Task instructions
Give each record below again, without a single difference.

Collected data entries
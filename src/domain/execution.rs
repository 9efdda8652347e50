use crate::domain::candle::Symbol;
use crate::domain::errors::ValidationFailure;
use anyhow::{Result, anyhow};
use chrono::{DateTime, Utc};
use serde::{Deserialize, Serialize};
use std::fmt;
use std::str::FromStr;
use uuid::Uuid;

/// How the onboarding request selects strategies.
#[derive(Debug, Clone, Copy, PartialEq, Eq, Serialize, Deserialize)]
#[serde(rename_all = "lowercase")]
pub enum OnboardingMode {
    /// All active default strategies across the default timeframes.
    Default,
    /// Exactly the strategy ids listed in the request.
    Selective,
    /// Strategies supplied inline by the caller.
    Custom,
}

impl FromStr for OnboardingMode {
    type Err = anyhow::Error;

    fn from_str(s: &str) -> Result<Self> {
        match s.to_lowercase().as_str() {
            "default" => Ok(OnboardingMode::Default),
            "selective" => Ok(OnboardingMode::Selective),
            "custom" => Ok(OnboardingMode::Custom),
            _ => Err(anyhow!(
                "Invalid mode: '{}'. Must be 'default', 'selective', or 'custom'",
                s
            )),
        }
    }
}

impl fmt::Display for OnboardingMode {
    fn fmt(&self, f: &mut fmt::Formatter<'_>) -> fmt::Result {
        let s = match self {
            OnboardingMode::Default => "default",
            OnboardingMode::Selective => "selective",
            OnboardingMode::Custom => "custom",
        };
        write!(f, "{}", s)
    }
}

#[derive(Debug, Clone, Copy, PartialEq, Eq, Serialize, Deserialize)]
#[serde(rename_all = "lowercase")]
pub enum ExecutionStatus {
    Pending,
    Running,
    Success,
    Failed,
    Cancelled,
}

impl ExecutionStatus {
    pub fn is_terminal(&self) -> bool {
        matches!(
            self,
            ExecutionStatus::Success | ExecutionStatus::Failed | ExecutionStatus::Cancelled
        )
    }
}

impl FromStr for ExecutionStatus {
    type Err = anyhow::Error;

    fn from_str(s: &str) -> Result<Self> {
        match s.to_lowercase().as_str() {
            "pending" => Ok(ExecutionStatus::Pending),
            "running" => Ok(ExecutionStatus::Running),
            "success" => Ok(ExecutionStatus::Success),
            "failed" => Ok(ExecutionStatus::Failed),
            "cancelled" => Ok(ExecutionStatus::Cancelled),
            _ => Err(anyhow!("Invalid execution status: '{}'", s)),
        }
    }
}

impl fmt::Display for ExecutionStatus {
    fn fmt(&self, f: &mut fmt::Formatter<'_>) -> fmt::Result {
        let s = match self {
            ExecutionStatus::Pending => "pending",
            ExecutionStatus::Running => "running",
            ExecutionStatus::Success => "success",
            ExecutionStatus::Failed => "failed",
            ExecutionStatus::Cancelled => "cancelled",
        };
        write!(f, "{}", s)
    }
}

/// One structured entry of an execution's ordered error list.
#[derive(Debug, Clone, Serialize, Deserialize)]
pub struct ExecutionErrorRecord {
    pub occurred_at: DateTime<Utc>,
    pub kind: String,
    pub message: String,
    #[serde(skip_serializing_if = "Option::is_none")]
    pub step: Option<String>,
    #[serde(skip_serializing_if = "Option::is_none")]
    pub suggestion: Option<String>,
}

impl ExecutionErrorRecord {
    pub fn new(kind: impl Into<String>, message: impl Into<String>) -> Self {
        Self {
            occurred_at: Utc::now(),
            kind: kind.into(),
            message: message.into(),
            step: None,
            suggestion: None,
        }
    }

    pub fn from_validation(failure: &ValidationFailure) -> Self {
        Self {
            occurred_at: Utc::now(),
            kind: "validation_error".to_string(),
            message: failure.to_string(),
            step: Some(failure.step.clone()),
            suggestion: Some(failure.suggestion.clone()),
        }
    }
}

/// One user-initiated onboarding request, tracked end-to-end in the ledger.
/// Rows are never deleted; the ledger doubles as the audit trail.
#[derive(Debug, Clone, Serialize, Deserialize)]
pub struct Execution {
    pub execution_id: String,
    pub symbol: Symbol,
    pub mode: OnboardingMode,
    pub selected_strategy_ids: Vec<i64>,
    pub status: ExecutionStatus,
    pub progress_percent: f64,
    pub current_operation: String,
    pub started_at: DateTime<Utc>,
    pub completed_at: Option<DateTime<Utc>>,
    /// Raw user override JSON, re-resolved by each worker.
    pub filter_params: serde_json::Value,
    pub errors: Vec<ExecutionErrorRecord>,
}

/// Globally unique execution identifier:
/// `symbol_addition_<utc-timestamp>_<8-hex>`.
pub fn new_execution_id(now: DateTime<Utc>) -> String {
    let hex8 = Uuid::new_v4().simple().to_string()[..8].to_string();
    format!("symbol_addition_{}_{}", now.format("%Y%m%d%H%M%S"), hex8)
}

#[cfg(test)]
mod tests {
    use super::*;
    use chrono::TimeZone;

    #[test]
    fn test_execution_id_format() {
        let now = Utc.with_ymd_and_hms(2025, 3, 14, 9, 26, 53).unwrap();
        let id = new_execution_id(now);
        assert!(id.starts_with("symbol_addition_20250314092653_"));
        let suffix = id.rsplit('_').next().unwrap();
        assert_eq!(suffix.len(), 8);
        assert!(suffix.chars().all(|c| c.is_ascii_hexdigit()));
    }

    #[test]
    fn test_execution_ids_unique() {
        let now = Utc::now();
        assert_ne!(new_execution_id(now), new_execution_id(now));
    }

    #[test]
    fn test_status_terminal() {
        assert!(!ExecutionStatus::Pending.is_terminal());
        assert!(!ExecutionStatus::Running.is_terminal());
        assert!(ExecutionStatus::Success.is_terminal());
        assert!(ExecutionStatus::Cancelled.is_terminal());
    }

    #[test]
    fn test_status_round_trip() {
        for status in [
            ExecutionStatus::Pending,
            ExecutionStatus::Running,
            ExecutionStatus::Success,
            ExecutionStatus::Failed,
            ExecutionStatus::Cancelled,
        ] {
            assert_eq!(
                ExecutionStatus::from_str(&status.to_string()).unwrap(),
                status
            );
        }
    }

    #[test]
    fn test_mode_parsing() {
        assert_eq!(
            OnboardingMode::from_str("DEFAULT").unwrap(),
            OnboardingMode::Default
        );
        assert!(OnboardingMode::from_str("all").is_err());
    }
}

Task solution
filename src/domain/execution.rs
repository 9efdda8652347e50
use crate::domain::candle::Symbol;
use crate::domain::errors::ValidationFailure;
use anyhow::{Result, anyhow};
use chrono::{DateTime, Utc};
use serde::{Deserialize, Serialize};
use std::fmt;
use std::str::FromStr;
use uuid::Uuid;

/// How the onboarding request selects strategies.
#[derive(Debug, Clone, Copy, PartialEq, Eq, Serialize, Deserialize)]
#[serde(rename_all = "lowercase")]
pub enum OnboardingMode {
    /// All active default strategies across the default timeframes.
    Default,
    /// Exactly the strategy ids listed in the request.
    Selective,
    /// Strategies supplied inline by the caller.
    Custom,
}

impl FromStr for OnboardingMode {
    type Err = anyhow::Error;

    fn from_str(s: &str) -> Result<Self> {
        match s.to_lowercase().as_str() {
            "default" => Ok(OnboardingMode::Default),
            "selective" => Ok(OnboardingMode::Selective),
            "custom" => Ok(OnboardingMode::Custom),
            _ => Err(anyhow!(
                "Invalid mode: '{}'. Must be 'default', 'selective', or 'custom'",
                s
            )),
        }
    }
}

impl fmt::Display for OnboardingMode {
    fn fmt(&self, f: &mut fmt::Formatter<'_>) -> fmt::Result {
        let s = match self {
            OnboardingMode::Default => "default",
            OnboardingMode::Selective => "selective",
            OnboardingMode::Custom => "custom",
        };
        write!(f, "{}", s)
    }
}

#[derive(Debug, Clone, Copy, PartialEq, Eq, Serialize, Deserialize)]
#[serde(rename_all = "lowercase")]
pub enum ExecutionStatus {
    Pending,
    Running,
    Success,
    Failed,
    Cancelled,
}

impl ExecutionStatus {
    pub fn is_terminal(&self) -> bool {
        matches!(
            self,
            ExecutionStatus::Success | ExecutionStatus::Failed | ExecutionStatus::Cancelled
        )
    }
}

impl FromStr for ExecutionStatus {
    type Err = anyhow::Error;

    fn from_str(s: &str) -> Result<Self> {
        match s.to_lowercase().as_str() {
            "pending" => Ok(ExecutionStatus::Pending),
            "running" => Ok(ExecutionStatus::Running),
            "success" => Ok(ExecutionStatus::Success),
            "failed" => Ok(ExecutionStatus::Failed),
            "cancelled" => Ok(ExecutionStatus::Cancelled),
            _ => Err(anyhow!("Invalid execution status: '{}'", s)),
        }
    }
}

impl fmt::Display for ExecutionStatus {
    fn fmt(&self, f: &mut fmt::Formatter<'_>) -> fmt::Result {
        let s = match self {
            ExecutionStatus::Pending => "pending",
            ExecutionStatus::Running => "running",
            ExecutionStatus::Success => "success",
            ExecutionStatus::Failed => "failed",
            ExecutionStatus::Cancelled => "cancelled",
        };
        write!(f, "{}", s)
    }
}

/// One structured entry of an execution's ordered error list.
#[derive(Debug, Clone, Serialize, Deserialize)]
pub struct ExecutionErrorRecord {
    pub occurred_at: DateTime<Utc>,
    pub kind: String,
    pub message: String,
    #[serde(skip_serializing_if = "Option::is_none")]
    pub step: Option<String>,
    #[serde(skip_serializing_if = "Option::is_none")]
    pub suggestion: Option<String>,
}

impl ExecutionErrorRecord {
    pub fn new(kind: impl Into<String>, message: impl Into<String>) -> Self {
        Self {
            occurred_at: Utc::now(),
            kind: kind.into(),
            message: message.into(),
            step: None,
            suggestion: None,
        }
    }

    pub fn from_validation(failure: &ValidationFailure) -> Self {
        Self {
            occurred_at: Utc::now(),
            kind: "validation_error".to_string(),
            message: failure.to_string(),
            step: Some(failure.step.clone()),
            suggestion: Some(failure.suggestion.clone()),
        }
    }
}

/// One user-initiated onboarding request, tracked end-to-end in the ledger.
/// Rows are never deleted; the ledger doubles as the audit trail.
#[derive(Debug, Clone, Serialize, Deserialize)]
pub struct Execution {
    pub execution_id: String,
    pub symbol: Symbol,
    pub mode: OnboardingMode,
    pub selected_strategy_ids: Vec<i64>,
    pub status: ExecutionStatus,
    pub progress_percent: f64,
    pub current_operation: String,
    pub started_at: DateTime<Utc>,
    pub completed_at: Option<DateTime<Utc>>,
    /// Raw user override JSON, re-resolved by each worker.
    pub filter_params: serde_json::Value,
    pub errors: Vec<ExecutionErrorRecord>,
}

/// Globally unique execution identifier:
/// `symbol_addition_<utc-timestamp>_<8-hex>`.
pub fn new_execution_id(now: DateTime<Utc>) -> String {
    let hex8 = Uuid::new_v4().simple().to_string()[..8].to_string();
    format!("symbol_addition_{}_{}", now.format("%Y%m%d%H%M%S"), hex8)
}

#[cfg(test)]
mod tests {
    use super::*;
    use chrono::TimeZone;

    #[test]
    fn test_execution_id_format() {
        let now = Utc.with_ymd_and_hms(2025, 3, 14, 9, 26, 53).unwrap();
        let id = new_execution_id(now);
        assert!(id.starts_with("symbol_addition_20250314092653_"));
        let suffix = id.rsplit('_').next().unwrap();
        assert_eq!(suffix.len(), 8);
        assert!(suffix.chars().all(|c| c.is_ascii_hexdigit()));
    }

    #[test]
    fn test_execution_ids_unique() {
        let now = Utc::now();
        assert_ne!(new_execution_id(now), new_execution_id(now));
    }

    #[test]
    fn test_status_terminal() {
        assert!(!ExecutionStatus::Pending.is_terminal());
        assert!(!ExecutionStatus::Running.is_terminal());
        assert!(ExecutionStatus::Success.is_terminal());
        assert!(ExecutionStatus::Cancelled.is_terminal());
    }

    #[test]
    fn test_status_round_trip() {
        for status in [
            ExecutionStatus::Pending,
            ExecutionStatus::Running,
            ExecutionStatus::Success,
            ExecutionStatus::Failed,
            ExecutionStatus::Cancelled,
        ] {
            assert_eq!(
                ExecutionStatus::from_str(&status.to_string()).unwrap(),
                status
            );
        }
    }

    #[test]
    fn test_mode_parsing() {
        assert_eq!(
            OnboardingMode::from_str("DEFAULT").unwrap(),
            OnboardingMode::Default
        );
        assert!(OnboardingMode::from_str("all").is_err());
    }
}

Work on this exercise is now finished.